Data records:
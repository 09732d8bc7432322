use std::time::Duration;

use anyhow::Result;
use serde::{Deserialize, Serialize};

/// Payload attached to every vector point.
#[derive(Debug, Clone, Serialize, Deserialize, PartialEq)]
pub struct PointPayload {
    pub file_path: String,
    pub language: String,
    pub content_fingerprint: String,
    pub indexed_at: String,
}

#[derive(Debug, Clone)]
pub struct ScoredPoint {
    pub id: u64,
    pub score: f32,
    pub payload: Option<PointPayload>,
}

/// Thin REST client for the Qdrant vector store. Every operation carries a
/// bounded timeout; callers treat failures as a degraded safety net, not a
/// hard dependency.
pub struct QdrantClient {
    client: reqwest::Client,
    base_url: String,
}

impl QdrantClient {
    pub fn new(base_url: String) -> Self {
        let client = reqwest::Client::builder()
            .timeout(Duration::from_secs(10))
            .build()
            .unwrap_or_default();
        Self {
            client,
            base_url: base_url.trim_end_matches('/').to_string(),
        }
    }

    /// Create the collection if it does not exist. Idempotent.
    pub async fn ensure_collection(&self, name: &str, dim: usize) -> Result<()> {
        let probe = self
            .client
            .get(format!("{}/collections/{name}", self.base_url))
            .send()
            .await?;
        if probe.status().is_success() {
            return Ok(());
        }

        let body = serde_json::json!({
            "vectors": { "size": dim, "distance": "Cosine" }
        });
        let resp = self
            .client
            .put(format!("{}/collections/{name}", self.base_url))
            .json(&body)
            .send()
            .await?;
        if !resp.status().is_success() {
            let status = resp.status();
            let text = resp.text().await.unwrap_or_default();
            // Lost the creation race to another hook process.
            if text.contains("already exists") {
                return Ok(());
            }
            anyhow::bail!("Vector store create collection {name} failed ({status}): {text}");
        }
        Ok(())
    }

    pub async fn upsert(
        &self,
        collection: &str,
        id: u64,
        vector: &[f32],
        payload: &PointPayload,
    ) -> Result<()> {
        let body = serde_json::json!({
            "points": [{ "id": id, "vector": vector, "payload": payload }]
        });
        let resp = self
            .client
            .put(format!(
                "{}/collections/{collection}/points?wait=true",
                self.base_url
            ))
            .json(&body)
            .send()
            .await?;
        if !resp.status().is_success() {
            let status = resp.status();
            let text = resp.text().await.unwrap_or_default();
            anyhow::bail!("Vector store upsert into {collection} failed ({status}): {text}");
        }
        Ok(())
    }

    pub async fn query(
        &self,
        collection: &str,
        vector: &[f32],
        top_k: usize,
    ) -> Result<Vec<ScoredPoint>> {
        #[derive(Deserialize)]
        struct SearchResponse {
            #[serde(default)]
            result: Vec<SearchHit>,
        }
        #[derive(Deserialize)]
        struct SearchHit {
            id: u64,
            score: f32,
            payload: Option<PointPayload>,
        }

        let body = serde_json::json!({
            "vector": vector,
            "limit": top_k,
            "with_payload": true,
        });
        let resp = self
            .client
            .post(format!(
                "{}/collections/{collection}/points/search",
                self.base_url
            ))
            .json(&body)
            .send()
            .await?;
        if !resp.status().is_success() {
            let status = resp.status();
            let text = resp.text().await.unwrap_or_default();
            anyhow::bail!("Vector store query on {collection} failed ({status}): {text}");
        }

        let parsed: SearchResponse = resp.json().await?;
        Ok(parsed
            .result
            .into_iter()
            .map(|hit| ScoredPoint {
                id: hit.id,
                score: hit.score,
                payload: hit.payload,
            })
            .collect())
    }

    /// Fetch a single point's payload, or None when the point is absent. Used
    /// by the indexer to skip files whose fingerprint has not changed.
    pub async fn retrieve(&self, collection: &str, id: u64) -> Result<Option<PointPayload>> {
        #[derive(Deserialize)]
        struct RetrieveResponse {
            result: Option<RetrievedPoint>,
        }
        #[derive(Deserialize)]
        struct RetrievedPoint {
            payload: Option<PointPayload>,
        }

        let resp = self
            .client
            .get(format!(
                "{}/collections/{collection}/points/{id}",
                self.base_url
            ))
            .send()
            .await?;
        if resp.status() == reqwest::StatusCode::NOT_FOUND {
            return Ok(None);
        }
        if !resp.status().is_success() {
            let status = resp.status();
            anyhow::bail!("Vector store retrieve from {collection} failed ({status})");
        }
        let parsed: RetrieveResponse = resp.json().await?;
        Ok(parsed.result.and_then(|p| p.payload))
    }

    pub async fn drop_collection(&self, name: &str) -> Result<()> {
        let resp = self
            .client
            .delete(format!("{}/collections/{name}", self.base_url))
            .send()
            .await?;
        if !resp.status().is_success() && resp.status() != reqwest::StatusCode::NOT_FOUND {
            let status = resp.status();
            anyhow::bail!("Vector store drop collection {name} failed ({status})");
        }
        Ok(())
    }
}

WHAT THIS TASK INVOLVES
Your answer should be one number, the count of lines in the records that contain the string "Debug".

RESULT
2